EL PAÍS

L’ultra offensive

Nous flottons au gré des courants. C’est une belle métaphore sur notre politique, mais ce n’est pas la mienne. Il est utilisé par le sociologue Christophe Guilluy pour décrire le mécontentement de ceux qui luttent au quotidien pour avancer dans leur vie. Ils n’ont pas conscience de classe, mais ils ont conscience d’avoir été dépouillés de ce qu’ils avaient, de la place qu’ils occupaient et, d’une certaine manière, aussi de ce qu’ils étaient. Et en politique, à en juger par ce que nous avons vu aux Pays-Bas et en Argentine, la capacité de flotter dans les courants qui nous poussent semble appartenir aux dirigeants d’extrême droite. Ces deux nouveaux tremblements de terre politiques sont un autre exemple de la façon dont les national-populistes comprennent bien les nouveaux canaux d’accès au pouvoir, comme cela se produit en Italie, en Suède, en Hongrie ou en Slovaquie, mais aussi en Allemagne, en France, en Autriche ou en Belgique, où ils sont de plus en plus forts. D’où la difficulté de qualifier un malaise auquel l’agenda ultra a appris à s’adapter comme les pales du moulin à vent au vent qui souffle. C’est un mal-être existentiel et matériel, le sentiment d’avoir été déplacé, déraciné. Leurs protestations, leur vote, leurs efforts quotidiens ne visent pas tant à construire un avenir qu’ils envisagent avec crainte, mais plutôt à préserver ce vieux monde où eux, les classes moyennes et inférieures, représentaient le rôle central dans l’économie et les discours. de la classe politique. .

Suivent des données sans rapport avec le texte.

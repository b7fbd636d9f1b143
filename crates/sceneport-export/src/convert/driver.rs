//! Parallel conversion driver
//!
//! Conversions run on a dedicated rayon pool so the number of concurrent
//! converter processes stays bounded. Results keep input order.

use std::fs;
use std::path::{Path, PathBuf};

use rayon::prelude::*;
use tracing::{debug, info, warn};

use crate::convert::{AssetConverter, ConvertError};
use crate::error::{PipelineError, PipelineResult};
use crate::orchestrator::IntermediateFile;

/// Conversion options
#[derive(Debug, Clone, Default)]
pub struct ConversionOptions {
    /// Worker count; `None` sizes the pool to the machine
    pub jobs: Option<usize>,

    /// Leave intermediate files in place after a successful conversion
    pub keep_intermediates: bool,
}

/// One intermediate that failed to convert
#[derive(Debug)]
pub struct ConversionFailure {
    pub intermediate: PathBuf,
    pub entity: String,
    pub error: ConvertError,
}

/// Outcome of converting a batch of intermediates
#[derive(Debug, Default)]
pub struct ConversionReport {
    /// Produced assets in input order
    pub converted: Vec<PathBuf>,
    pub failures: Vec<ConversionFailure>,
}

impl ConversionReport {
    pub fn is_complete(&self) -> bool {
        self.failures.is_empty()
    }
}

/// Converts intermediates into `asset_dir`
pub struct ConversionDriver<'c> {
    converter: &'c dyn AssetConverter,
    asset_dir: PathBuf,
    options: ConversionOptions,
}

impl<'c> ConversionDriver<'c> {
    pub fn new(converter: &'c dyn AssetConverter, asset_dir: impl Into<PathBuf>) -> Self {
        Self {
            converter,
            asset_dir: asset_dir.into(),
            options: ConversionOptions::default(),
        }
    }

    pub fn with_options(mut self, options: ConversionOptions) -> Self {
        self.options = options;
        self
    }

    /// Final asset path: `<asset_dir>/<model file name>.<ext>`
    pub fn asset_path(&self, file: &IntermediateFile) -> PathBuf {
        self.asset_dir
            .join(format!("{}.{}", file.target.model_file_name, self.converter.extension()))
    }

    /// Convert every intermediate.
    ///
    /// A failed conversion is recorded and the rest continue. Only setup
    /// problems (output directory, worker pool) are returned as errors.
    pub fn run(&self, files: &[IntermediateFile]) -> PipelineResult<ConversionReport> {
        fs::create_dir_all(&self.asset_dir)?;

        let pool = rayon::ThreadPoolBuilder::new()
            .num_threads(self.options.jobs.unwrap_or(0))
            .thread_name(|i| format!("sceneport-convert-{}", i))
            .build()
            .map_err(|e| PipelineError::WorkerPool(e.to_string()))?;

        let results: Vec<(PathBuf, Result<(), ConvertError>)> = pool.install(|| {
            files
                .par_iter()
                .map(|file| {
                    let output = self.asset_path(file);
                    let result = self.convert_one(file, &output);
                    (output, result)
                })
                .collect()
        });

        let mut report = ConversionReport::default();
        for (file, (output, result)) in files.iter().zip(results) {
            match result {
                Ok(()) => report.converted.push(output),
                Err(error) => {
                    warn!(entity = %file.target.entity, intermediate = %file.path.display(), error = %error, "Conversion failed");
                    report.failures.push(ConversionFailure {
                        intermediate: file.path.clone(),
                        entity: file.target.entity.clone(),
                        error,
                    });
                }
            }
        }

        info!(
            converted = report.converted.len(),
            failed = report.failures.len(),
            dir = %self.asset_dir.display(),
            "Conversion finished"
        );
        Ok(report)
    }

    fn convert_one(&self, file: &IntermediateFile, output: &Path) -> Result<(), ConvertError> {
        debug!(input = %file.path.display(), output = %output.display(), "Converting");
        self.converter.convert(&file.path, output)?;

        if !self.options.keep_intermediates {
            file.remove();
        }
        Ok(())
    }
}

#[cfg(test)]
mod tests {
    use super::*;
    use crate::dedup::ExportTarget;
    use parking_lot::Mutex;
    use sceneport_core::GeometryId;

    /// Copies input to output unless the input name is listed as failing
    struct CopyConverter {
        calls: Mutex<Vec<PathBuf>>,
        fail_on: Vec<String>,
    }

    impl CopyConverter {
        fn new(fail_on: &[&str]) -> Self {
            Self {
                calls: Mutex::new(Vec::new()),
                fail_on: fail_on.iter().map(|s| s.to_string()).collect(),
            }
        }
    }

    impl AssetConverter for CopyConverter {
        fn extension(&self) -> &str {
            "g3db"
        }

        fn convert(&self, input: &Path, output: &Path) -> Result<(), ConvertError> {
            self.calls.lock().push(input.to_path_buf());
            let stem = input.file_stem().and_then(|s| s.to_str()).unwrap_or_default();
            if self.fail_on.iter().any(|f| f == stem) {
                return Err(ConvertError::Other(format!("cannot convert {}", stem)));
            }
            fs::copy(input, output)?;
            Ok(())
        }
    }

    fn intermediate(dir: &Path, name: &str) -> IntermediateFile {
        let path = dir.join(format!("town_{}.obj", name));
        let companion = path.with_extension("mtl");
        fs::write(&path, name).unwrap();
        fs::write(&companion, "newmtl m").unwrap();
        IntermediateFile {
            target: ExportTarget {
                entity: name.into(),
                logical_name: name.into(),
                model_file_name: format!("town_{}", name),
                geometry: GeometryId::from(name),
                linked: Vec::new(),
                instances: 1,
            },
            path,
            companions: vec![companion],
        }
    }

    #[test]
    fn test_converts_and_removes_intermediates() {
        let scratch = tempfile::tempdir().unwrap();
        let assets = tempfile::tempdir().unwrap();
        let files = vec![intermediate(scratch.path(), "car"), intermediate(scratch.path(), "house")];
        let converter = CopyConverter::new(&[]);

        let report = ConversionDriver::new(&converter, assets.path().join("g3db"))
            .with_options(ConversionOptions {
                jobs: Some(2),
                keep_intermediates: false,
            })
            .run(&files)
            .unwrap();

        assert!(report.is_complete());
        assert_eq!(
            report.converted,
            vec![
                assets.path().join("g3db").join("town_car.g3db"),
                assets.path().join("g3db").join("town_house.g3db"),
            ]
        );
        assert_eq!(fs::read_to_string(&report.converted[1]).unwrap(), "house");
        assert!(!files[0].path.exists());
        assert!(!files[0].companions[0].exists());
        assert_eq!(converter.calls.lock().len(), 2);
    }

    #[test]
    fn test_failure_is_per_file() {
        let scratch = tempfile::tempdir().unwrap();
        let assets = tempfile::tempdir().unwrap();
        let files = vec![
            intermediate(scratch.path(), "car"),
            intermediate(scratch.path(), "house"),
            intermediate(scratch.path(), "tree"),
        ];
        let converter = CopyConverter::new(&["town_car"]);

        let report = ConversionDriver::new(&converter, assets.path()).run(&files).unwrap();

        assert_eq!(report.converted.len(), 2);
        assert_eq!(report.failures.len(), 1);
        assert_eq!(report.failures[0].entity, "car");
        // Failed intermediates are kept for inspection
        assert!(files[0].path.exists());
        assert!(!files[2].path.exists());
    }

    #[test]
    fn test_keep_intermediates() {
        let scratch = tempfile::tempdir().unwrap();
        let assets = tempfile::tempdir().unwrap();
        let files = vec![intermediate(scratch.path(), "car")];
        let converter = CopyConverter::new(&[]);

        let report = ConversionDriver::new(&converter, assets.path())
            .with_options(ConversionOptions {
                jobs: Some(1),
                keep_intermediates: true,
            })
            .run(&files)
            .unwrap();

        assert_eq!(report.converted.len(), 1);
        assert!(files[0].path.exists());
    }

    #[test]
    fn test_empty_batch() {
        let assets = tempfile::tempdir().unwrap();
        let converter = CopyConverter::new(&[]);
        let report = ConversionDriver::new(&converter, assets.path()).run(&[]).unwrap();
        assert!(report.converted.is_empty());
        assert!(report.is_complete());
    }
}
//! Asset conversion
//!
//! Turns intermediate files into the engine's runtime asset format. Each
//! intermediate is independent, so conversions run on a bounded worker
//! pool.

mod converter;
mod driver;

pub use converter::{CommandConverter, DEFAULT_EXTENSION, DEFAULT_PROGRAM};
pub use driver::{ConversionDriver, ConversionFailure, ConversionOptions, ConversionReport};

use std::path::{Path, PathBuf};

use thiserror::Error;

use crate::command::CommandError;

/// Asset conversion errors
#[derive(Error, Debug)]
pub enum ConvertError {
    #[error(transparent)]
    Command(#[from] CommandError),

    #[error("Converter finished but did not write {0:?}")]
    MissingOutput(PathBuf),

    #[error("IO error: {0}")]
    Io(#[from] std::io::Error),

    #[error("{0}")]
    Other(String),
}

/// External converter: intermediate file -> runtime asset
pub trait AssetConverter: Sync {
    /// Extension of produced assets, without the dot
    fn extension(&self) -> &str;

    fn convert(&self, input: &Path, output: &Path) -> Result<(), ConvertError>;
}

La peur de l’avenir et le déracinement alimentent ce mécontentement que les ultras nomment : l’arnaque climatique, les menas, la trahison. Ils personnalisent un récit vierge et direct qui guide ce mal-être à travers des boucs émissaires et des acronymes déshumanisants, et prennent ainsi les devants. Les électeurs préfèrent l’original à la copie, et lorsque les partis traditionnels succombent à la tentation de se laisser emporter par les thèmes fixés par l’extrême droite, c’est l’extrême droite qui l’emporte. La Suède, où la coalition entre la droite et l’extrême droite a durci le discours et les politiques d’immigration, en est un exemple évident, mais aussi l’Allemagne, où l’ultra offensive a fait évoluer la position du social-démocrate Olaf Scholz.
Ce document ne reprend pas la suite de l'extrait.